たとえば、世代間の費用負担の関係が不明確・不平等であったり、加入する制度や地域によって保険料額に格差が生じていました。そこで現役世代が4割、後期高齢者が1割を負担するという仕組みを作り、加えて独立した医療制度とすることで財政や運営責任を明確にしました。

現在の財源は「公費50%、支援金40%、保険料10%」に

以前の老人保健制度における財源は、公費50%と国民健康保険・社会保険からの支援金50%の2種類でした。
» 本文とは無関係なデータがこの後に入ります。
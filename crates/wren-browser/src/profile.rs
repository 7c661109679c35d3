use crate::{Error, Result};
use std::path::{Path, PathBuf};

/// Per-session browser profile directory.
///
/// The chat service keeps its own credentials inside the profile, which
/// is what lets an already-scanned session skip the QR challenge on the
/// next run. The directory is persistent; bootstrap itself stores
/// nothing in it.
pub struct SessionProfile {
    path: PathBuf,
}

impl SessionProfile {
    /// Profile directory named after the session id, under the current
    /// working directory.
    pub fn for_session(session_id: &str) -> Result<Self> {
        if session_id.trim().is_empty() {
            return Err(Error::Browser("session id must not be empty".to_string()));
        }
        Self::at(PathBuf::from(session_id))
    }

    /// Create or reuse a profile at an explicit path.
    pub fn at(path: PathBuf) -> Result<Self> {
        if !path.exists() {
            std::fs::create_dir_all(&path)?;
        }
        Ok(Self { path })
    }

    pub fn path(&self) -> &Path {
        &self.path
    }

    /// DevTools HTTP endpoint for the running browser, read from the
    /// `DevToolsActivePort` file Chrome writes into the profile.
    pub fn devtools_url(&self) -> Option<String> {
        let contents = std::fs::read_to_string(self.path.join("DevToolsActivePort")).ok()?;
        let port: u16 = contents.lines().next()?.trim().parse().ok()?;
        Some(format!("http://localhost:{}", port))
    }
}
それが前述の改革により、今の「後期高齢者医療制度」における財源は、被保険者からの保険料が加わることとなりましたので、公費50%、支援金40%、保険料10%から成り立っています。

後期高齢者自身にも相応の負担を求めることと、広域連合が運営する独立した制度であることが、「後期高齢者医療制度」の特徴です。

2025年問題への対応が喫緊の課題

「後期高齢者医療制度」は、それまでの制度の問題を解消しましたが、その一方で今後も増え続ける高齢者の医療費を支える持続可能な制度とするために、さまざまな課題を抱えています。

厚生労働省の資料によれば、平成29(2017)年度の国民医療費は約43兆円で、そのうち後期高齢者医療給付分は約15兆円となり、約34%を占めています。

また、経済財政諮問会議によれば、2025年の医療費は約58兆円、後期高齢者医療費は約25兆円となることが予測されています。

2025年には団塊の世代が75歳を迎え、後期高齢者の人口は約2,200万人となり、国民の4人に1人が後期高齢者となる時代を迎えることがわかっています。いわゆる2025年問題です。

増え続ける医療費に対して、誰がどのようにその費用を分担していくのか、あるいは現役世代がどこまで高齢者の医療費を支えていくことができるのかが高齢者医療の今後の大きな課題であり、中でも2025年問題への対処が喫緊の課題であるといえます。